**Goal of the exercise**
Transcription should be exact. Include all entries.
── Supplied information
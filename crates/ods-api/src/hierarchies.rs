//! Handlers for `/hierarchies` endpoints.

use axum::{
  Json,
  extract::{Path, State},
  http::StatusCode,
  response::IntoResponse,
};
use ods_core::{
  hierarchy::{HierarchyPatch, HierarchyRecord, NewHierarchy},
  id::HierarchyId,
  store::EntityStore,
};

use crate::{AppState, error::ApiError, extract::ValidJson};

fn not_found(id: &HierarchyId) -> ApiError {
  ApiError::NotFound(format!("hierarchy {id} not found"))
}

/// `GET /hierarchies`
pub async fn list<S: EntityStore>(
  State(state): State<AppState<S>>,
) -> Result<Json<Vec<HierarchyRecord>>, ApiError> {
  let hierarchies = state
    .store
    .list_hierarchies()
    .await
    .map_err(ApiError::store)?;
  Ok(Json(hierarchies))
}

/// `POST /hierarchies`
pub async fn create<S: EntityStore>(
  State(state): State<AppState<S>>,
  ValidJson(body): ValidJson<NewHierarchy>,
) -> Result<impl IntoResponse, ApiError> {
  let hierarchy = state
    .store
    .create_hierarchy(body)
    .await
    .map_err(ApiError::store)?;
  tracing::info!(id = %hierarchy.id, level = hierarchy.level, "hierarchy created");
  Ok((StatusCode::CREATED, Json(hierarchy)))
}

/// `GET /hierarchies/{id}`
pub async fn get_one<S: EntityStore>(
  State(state): State<AppState<S>>,
  Path(id): Path<HierarchyId>,
) -> Result<Json<HierarchyRecord>, ApiError> {
  let hierarchy = state
    .store
    .get_hierarchy(&id)
    .await
    .map_err(ApiError::store)?
    .ok_or_else(|| not_found(&id))?;
  Ok(Json(hierarchy))
}

/// `PUT /hierarchies/{id}`
pub async fn update<S: EntityStore>(
  State(state): State<AppState<S>>,
  Path(id): Path<HierarchyId>,
  ValidJson(patch): ValidJson<HierarchyPatch>,
) -> Result<Json<HierarchyRecord>, ApiError> {
  let hierarchy = state
    .store
    .update_hierarchy(&id, patch)
    .await
    .map_err(ApiError::store)?
    .ok_or_else(|| not_found(&id))?;
  Ok(Json(hierarchy))
}

/// `DELETE /hierarchies/{id}`
pub async fn delete<S: EntityStore>(
  State(state): State<AppState<S>>,
  Path(id): Path<HierarchyId>,
) -> Result<StatusCode, ApiError> {
  if !state.store.delete_hierarchy(&id).await.map_err(ApiError::store)? {
    return Err(not_found(&id));
  }
  tracing::info!(%id, "hierarchy deleted");
  Ok(StatusCode::NO_CONTENT)
}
────
**Result of the exercise**
filename crates/ods-api/src/hierarchies.rs
//! Handlers for `/hierarchies` endpoints.

use axum::{
  Json,
  extract::{Path, State},
  http::StatusCode,
  response::IntoResponse,
};
use ods_core::{
  hierarchy::{HierarchyPatch, HierarchyRecord, NewHierarchy},
  id::HierarchyId,
  store::EntityStore,
};

use crate::{AppState, error::ApiError, extract::ValidJson};

fn not_found(id: &HierarchyId) -> ApiError {
  ApiError::NotFound(format!("hierarchy {id} not found"))
}

/// `GET /hierarchies`
pub async fn list<S: EntityStore>(
  State(state): State<AppState<S>>,
) -> Result<Json<Vec<HierarchyRecord>>, ApiError> {
  let hierarchies = state
    .store
    .list_hierarchies()
    .await
    .map_err(ApiError::store)?;
  Ok(Json(hierarchies))
}

/// `POST /hierarchies`
pub async fn create<S: EntityStore>(
  State(state): State<AppState<S>>,
  ValidJson(body): ValidJson<NewHierarchy>,
) -> Result<impl IntoResponse, ApiError> {
  let hierarchy = state
    .store
    .create_hierarchy(body)
    .await
    .map_err(ApiError::store)?;
  tracing::info!(id = %hierarchy.id, level = hierarchy.level, "hierarchy created");
  Ok((StatusCode::CREATED, Json(hierarchy)))
}

/// `GET /hierarchies/{id}`
pub async fn get_one<S: EntityStore>(
  State(state): State<AppState<S>>,
  Path(id): Path<HierarchyId>,
) -> Result<Json<HierarchyRecord>, ApiError> {
  let hierarchy = state
    .store
    .get_hierarchy(&id)
    .await
    .map_err(ApiError::store)?
    .ok_or_else(|| not_found(&id))?;
  Ok(Json(hierarchy))
}

/// `PUT /hierarchies/{id}`
pub async fn update<S: EntityStore>(
  State(state): State<AppState<S>>,
  Path(id): Path<HierarchyId>,
  ValidJson(patch): ValidJson<HierarchyPatch>,
) -> Result<Json<HierarchyRecord>, ApiError> {
  let hierarchy = state
    .store
    .update_hierarchy(&id, patch)
    .await
    .map_err(ApiError::store)?
    .ok_or_else(|| not_found(&id))?;
  Ok(Json(hierarchy))
}

/// `DELETE /hierarchies/{id}`
pub async fn delete<S: EntityStore>(
  State(state): State<AppState<S>>,
  Path(id): Path<HierarchyId>,
) -> Result<StatusCode, ApiError> {
  if !state.store.delete_hierarchy(&id).await.map_err(ApiError::store)? {
    return Err(not_found(&id));
  }
  tracing::info!(%id, "hierarchy deleted");
  Ok(StatusCode::NO_CONTENT)
}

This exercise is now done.